Dataset entries:
==========

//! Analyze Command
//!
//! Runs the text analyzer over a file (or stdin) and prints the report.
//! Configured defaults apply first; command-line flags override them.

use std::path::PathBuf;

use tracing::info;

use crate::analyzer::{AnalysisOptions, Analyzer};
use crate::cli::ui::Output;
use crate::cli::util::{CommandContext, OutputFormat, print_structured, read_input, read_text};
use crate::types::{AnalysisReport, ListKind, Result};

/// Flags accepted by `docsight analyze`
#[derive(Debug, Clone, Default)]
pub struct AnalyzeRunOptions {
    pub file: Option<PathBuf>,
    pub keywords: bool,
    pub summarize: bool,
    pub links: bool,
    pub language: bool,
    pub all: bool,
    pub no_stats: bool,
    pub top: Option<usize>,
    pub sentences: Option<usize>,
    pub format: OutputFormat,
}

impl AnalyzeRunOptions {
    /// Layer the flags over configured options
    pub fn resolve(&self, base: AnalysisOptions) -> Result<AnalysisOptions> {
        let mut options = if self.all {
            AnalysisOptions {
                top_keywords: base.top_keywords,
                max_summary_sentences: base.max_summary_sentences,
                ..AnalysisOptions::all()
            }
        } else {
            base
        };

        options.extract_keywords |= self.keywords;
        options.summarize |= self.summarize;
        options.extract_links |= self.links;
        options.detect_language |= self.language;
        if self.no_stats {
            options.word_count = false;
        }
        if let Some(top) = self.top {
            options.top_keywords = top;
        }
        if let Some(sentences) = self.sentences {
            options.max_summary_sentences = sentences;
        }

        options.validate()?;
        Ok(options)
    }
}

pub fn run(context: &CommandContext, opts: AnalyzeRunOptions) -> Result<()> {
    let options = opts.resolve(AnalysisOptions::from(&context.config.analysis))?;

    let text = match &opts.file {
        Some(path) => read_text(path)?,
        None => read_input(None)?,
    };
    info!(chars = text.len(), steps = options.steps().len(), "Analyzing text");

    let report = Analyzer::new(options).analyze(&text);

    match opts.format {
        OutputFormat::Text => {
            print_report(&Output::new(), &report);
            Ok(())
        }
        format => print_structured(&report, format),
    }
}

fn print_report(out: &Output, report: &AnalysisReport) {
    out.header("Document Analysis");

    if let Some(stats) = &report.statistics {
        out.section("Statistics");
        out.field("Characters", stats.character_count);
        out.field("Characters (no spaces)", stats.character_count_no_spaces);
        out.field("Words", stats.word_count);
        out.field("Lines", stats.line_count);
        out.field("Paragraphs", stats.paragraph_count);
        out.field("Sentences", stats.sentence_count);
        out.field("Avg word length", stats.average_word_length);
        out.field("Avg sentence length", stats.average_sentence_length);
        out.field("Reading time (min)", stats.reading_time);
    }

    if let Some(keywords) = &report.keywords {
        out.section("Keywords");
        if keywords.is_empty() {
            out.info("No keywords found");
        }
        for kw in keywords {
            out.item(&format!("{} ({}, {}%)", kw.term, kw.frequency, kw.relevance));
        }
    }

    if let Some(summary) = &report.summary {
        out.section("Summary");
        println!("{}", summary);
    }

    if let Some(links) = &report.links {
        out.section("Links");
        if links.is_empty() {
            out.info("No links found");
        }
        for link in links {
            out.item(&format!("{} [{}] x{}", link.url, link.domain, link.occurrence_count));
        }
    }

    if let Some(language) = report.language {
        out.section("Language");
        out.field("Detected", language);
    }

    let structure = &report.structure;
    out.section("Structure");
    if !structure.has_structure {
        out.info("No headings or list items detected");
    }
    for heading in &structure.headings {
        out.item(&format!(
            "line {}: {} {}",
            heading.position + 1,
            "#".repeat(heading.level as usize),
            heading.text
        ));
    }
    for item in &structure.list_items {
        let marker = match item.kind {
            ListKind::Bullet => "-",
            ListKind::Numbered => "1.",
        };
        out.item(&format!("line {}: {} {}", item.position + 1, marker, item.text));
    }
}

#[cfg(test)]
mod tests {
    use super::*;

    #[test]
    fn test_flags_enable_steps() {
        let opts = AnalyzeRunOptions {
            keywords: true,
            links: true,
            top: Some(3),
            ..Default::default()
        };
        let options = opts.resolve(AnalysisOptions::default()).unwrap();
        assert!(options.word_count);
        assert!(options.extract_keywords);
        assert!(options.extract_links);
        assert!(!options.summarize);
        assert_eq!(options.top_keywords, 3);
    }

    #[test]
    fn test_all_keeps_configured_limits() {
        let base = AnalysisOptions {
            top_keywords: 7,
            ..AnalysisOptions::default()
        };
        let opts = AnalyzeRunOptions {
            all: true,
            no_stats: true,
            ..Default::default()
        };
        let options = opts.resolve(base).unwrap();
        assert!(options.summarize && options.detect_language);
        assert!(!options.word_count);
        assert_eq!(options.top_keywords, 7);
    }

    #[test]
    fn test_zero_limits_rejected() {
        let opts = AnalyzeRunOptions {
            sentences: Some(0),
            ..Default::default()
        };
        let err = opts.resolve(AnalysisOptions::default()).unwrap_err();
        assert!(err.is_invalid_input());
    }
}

==========

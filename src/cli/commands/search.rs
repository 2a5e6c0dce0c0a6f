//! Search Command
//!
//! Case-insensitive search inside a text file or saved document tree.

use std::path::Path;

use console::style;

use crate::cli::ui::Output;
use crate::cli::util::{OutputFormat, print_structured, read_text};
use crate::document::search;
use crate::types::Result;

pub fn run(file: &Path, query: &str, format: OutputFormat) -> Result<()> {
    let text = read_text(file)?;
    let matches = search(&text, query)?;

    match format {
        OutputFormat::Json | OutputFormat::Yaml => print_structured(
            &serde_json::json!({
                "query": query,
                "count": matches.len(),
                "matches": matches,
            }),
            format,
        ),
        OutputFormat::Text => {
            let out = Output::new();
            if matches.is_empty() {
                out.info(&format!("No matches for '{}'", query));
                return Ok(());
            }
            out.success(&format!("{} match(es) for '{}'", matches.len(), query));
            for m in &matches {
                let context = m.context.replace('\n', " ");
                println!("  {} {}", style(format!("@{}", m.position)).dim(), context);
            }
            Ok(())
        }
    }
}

==========

### Your instructions
Out of the data above, set down the lines from the one with "headings or list" to the one with "assert!(!options.summarize);", both included, exactly as written and with no additions.

### Task solution
        out.info("No headings or list items detected");
    }
    for heading in &structure.headings {
        out.item(&format!(
            "line {}: {} {}",
            heading.position + 1,
            "#".repeat(heading.level as usize),
            heading.text
        ));
    }
    for item in &structure.list_items {
        let marker = match item.kind {
            ListKind::Bullet => "-",
            ListKind::Numbered => "1.",
        };
        out.item(&format!("line {}: {} {}", item.position + 1, marker, item.text));
    }
}

#[cfg(test)]
mod tests {
    use super::*;

    #[test]
    fn test_flags_enable_steps() {
        let opts = AnalyzeRunOptions {
            keywords: true,
            links: true,
            top: Some(3),
            ..Default::default()
        };
        let options = opts.resolve(AnalysisOptions::default()).unwrap();
        assert!(options.word_count);
        assert!(options.extract_keywords);
        assert!(options.extract_links);
        assert!(!options.summarize);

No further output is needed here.